La Chiesa non è una dogana: il messaggio di Papa Francesco sull’obolo e le celebrazioni
Papa Francesco ha recentemente riaffermato un principio essenziale: «La Chiesa non è una dogana, è la casa paterna dove c’è posto per ciascuno con la sua vita faticosa». Queste parole, tratte dalla “Evangelii Gaudium” del 2013, sono state richiamate per chiarire alcuni aspetti riguardanti l’obolo e le pratiche connesse alle celebrazioni eucaristiche. In questo contesto, il Pontefice sottolinea l’importanza dell’obolo come strumento di sostegno per la comunità ecclesiale.

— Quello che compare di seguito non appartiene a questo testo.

use crate::event::AsyncEvent;
use crate::value::Results;
use serde::Serialize;
use std::fmt;

/// Correlation token prefixed to outbound commands and echoed on their
/// result records. Rendered zero-padded to four digits.
#[derive(Debug, Clone, Copy, Default, PartialEq, Eq, PartialOrd, Ord, Hash, Serialize)]
#[serde(transparent)]
pub struct CommandToken(pub u32);

impl CommandToken {
    pub fn next(self) -> Self {
        CommandToken(self.0 + 1)
    }
}

impl fmt::Display for CommandToken {
    fn fmt(&self, f: &mut fmt::Formatter<'_>) -> fmt::Result {
        write!(f, "{:04}", self.0)
    }
}

#[derive(Debug, Clone, Copy, PartialEq, Eq, Serialize)]
#[serde(rename_all = "lowercase")]
pub enum ResultClass {
    Done,
    Running,
    Connected,
    Error,
    Exit,
}

impl ResultClass {
    pub fn from_name(name: &str) -> Option<Self> {
        match name {
            "done" => Some(ResultClass::Done),
            "running" => Some(ResultClass::Running),
            "connected" => Some(ResultClass::Connected),
            "error" => Some(ResultClass::Error),
            "exit" => Some(ResultClass::Exit),
            _ => None,
        }
    }

    pub fn as_str(&self) -> &'static str {
        match self {
            ResultClass::Done => "done",
            ResultClass::Running => "running",
            ResultClass::Connected => "connected",
            ResultClass::Error => "error",
            ResultClass::Exit => "exit",
        }
    }
}

#[derive(Debug, Clone, Copy, PartialEq, Eq, Serialize)]
#[serde(rename_all = "lowercase")]
pub enum AsyncClass {
    /// `*` records: execution state changes
    Exec,
    /// `+` records: progress of long operations
    Status,
    /// `=` records: supplementary notifications
    Notify,
}

#[derive(Debug, Clone, Copy, PartialEq, Eq, Serialize)]
#[serde(rename_all = "lowercase")]
pub enum StreamClass {
    Console,
    Target,
    Log,
}

#[derive(Debug, Clone, PartialEq, Eq, Serialize)]
pub struct ResultRecord {
    pub class: ResultClass,
    pub results: Results,
}

impl ResultRecord {
    pub fn is_error(&self) -> bool {
        self.class == ResultClass::Error
    }

    /// The `msg` field of an `^error` record.
    pub fn error_message(&self) -> Option<&str> {
        if self.is_error() {
            self.results.get_str("msg")
        } else {
            None
        }
    }
}

#[derive(Debug, Clone, PartialEq, Eq, Serialize)]
pub struct AsyncRecord {
    pub class: AsyncClass,
    pub name: String,
    pub results: Results,
}

impl AsyncRecord {
    pub fn event(&self) -> AsyncEvent {
        AsyncEvent::classify(self.class, &self.name)
    }
}

#[derive(Debug, Clone, PartialEq, Eq, Serialize)]
pub struct StreamRecord {
    pub class: StreamClass,
    pub text: String,
}

/// One parsed line of debugger output.
#[derive(Debug, Clone, PartialEq, Eq, Serialize)]
#[serde(tag = "kind", rename_all = "lowercase")]
pub enum Record {
    /// The `(gdb)` end-of-output marker.
    Prompt,
    Result(ResultRecord),
    Async(AsyncRecord),
    Stream(StreamRecord),
}

/// A record together with the token it was prefixed with, if any.
#[derive(Debug, Clone, PartialEq, Eq, Serialize)]
pub struct Output {
    pub token: Option<CommandToken>,
    pub record: Record,
}

impl Output {
    pub fn prompt() -> Self {
        Self {
            token: None,
            record: Record::Prompt,
        }
    }

    pub fn is_prompt(&self) -> bool {
        matches!(self.record, Record::Prompt)
    }
}
use crate::config::GdbConfig;
use crate::{Error, Result};
use std::process::Stdio;
use tokio::process::{Child, ChildStdin, ChildStdout, Command};
use tracing::info;

/// A running debugger with its MI pipes taken out.
pub struct DebuggerProcess {
    pub child: Child,
    pub stdin: ChildStdin,
    pub stdout: ChildStdout,
}

/// Build the debugger command line: configured arguments, then the debuggee
/// and its own arguments after `--args` when it has any.
pub fn debugger_args(config: &GdbConfig, debuggee: &[String]) -> Vec<String> {
    let mut args = config.args.clone();
    if debuggee.len() > 1 {
        args.push("--args".to_string());
    }
    args.extend(debuggee.iter().cloned());
    args
}

pub fn spawn_debugger(config: &GdbConfig, debuggee: &[String]) -> Result<DebuggerProcess> {
    let args = debugger_args(config, debuggee);
    info!(gdb = %config.path, args = ?args, "starting debugger");

    let mut child = Command::new(&config.path)
        .args(&args)
        .stdin(Stdio::piped())
        .stdout(Stdio::piped())
        .stderr(Stdio::null())
        .spawn()?;

    let stdin = child
        .stdin
        .take()
        .ok_or_else(|| Error::Closed("debugger stdin unavailable".to_string()))?;
    let stdout = child
        .stdout
        .take()
        .ok_or_else(|| Error::Closed("debugger stdout unavailable".to_string()))?;

    Ok(DebuggerProcess {
        child,
        stdin,
        stdout,
    })
}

L’obolo è considerato dalla Chiesa un gesto di unità, poiché permette ai fedeli di partecipare più attivamente al Sacrificio eucaristico. Non si tratta di una semplice donazione, ma di un atto che testimonia la volontà dei credenti di unirsi alla vita della Chiesa. Come spiegato in varie occasioni, l’obolo non viene demonizzato. Al contrario, è riconosciuto come un mezzo per aiutare le necessità della Chiesa e per garantire il sostentamento dei suoi ministri. Tuttavia, è importante che tale pratica venga eseguita con rispetto delle norme e delle indicazioni fornite dalle autorità ecclesiastiche.
Un’azione comunitaria
La Chiesa promuove quindi l’obolo, incoraggiando i fedeli a partecipare non solo spiritualmente, ma anche concretamente al sostegno delle opere religiose. Questo approccio riflette una visione comunitaria, in cui ogni contribuente è parte attiva nella costruzione di un ambiente sacramentale ricco e accogliente.
Le criticità nelle prassi legate all’obolo
Nonostante le buone intenzioni, alcune prassi legate all’obolo hanno sollevato preoccupazioni. In particolar modo, il Papa mette in evidenza certi comportamenti abusivi che si sono manifestati nel tempo. Tra i più rilevanti, vi è quello che riguarda la celebrazione di messe per un numero eccessivo di intenzioni, che può richiedere tempi di celebrazione a lungo termine. Questo è in contraddizione con le indicazioni di una celebrazione più sobria, che si concentra su un numero ragionevole di intenzioni.
L’importanza della dignità liturgica
Ad esempio, se la lista di nomi di defunti per cui si celebra la messa diventa eccessivamente lunga, ciò influisce sulla qualità e sull’intensità dello spirito della concelebrazione. Il Papa ha richiamato l’attenzione su questo punto, sottolineando che è auspicabile tornare a pratiche che rispettino l’intento spirituale dell’eucaristia, riducendo il numero di intenzioni per ogni messa e riflettendo su come ogni gesto liturgico possa realmente favorire una connessione più profonda con la fede.
L’appello alla comunità dei fedeli
Papa Francesco invita anche la comunità dei fedeli a una riflessione profonda su cosa significhi essere parte della Chiesa. L’invito è a vedere la propria vita come un dono, contribuendo così a un ambiente accogliente che non esclude nessuno. Attraverso la Comunione dei santi, ciascuno è chiamato a riconoscere il valore del sacrificio di ognuno, celebrando le messe in modo da onorare ogni intenzione con solennità e rispetto.
Questa visione si allinea perfettamente con la missione della Chiesa, che deve essere un luogo di accoglienza e armonia. Ringraziare i defunti attraverso le celebrazioni eucaristiche è un atto di pietà e devozione che merita di essere gestito con la dovuta attenzione.
Le osservazioni del Pontefice puntano quindi a una riforma delle prassi, con l’obiettivo di garantire che ogni celebrazione rimanga una vera e propria espressione comunitaria di fede, in grado di coinvolgere i fedeli in un’esperienza autentica e significativa.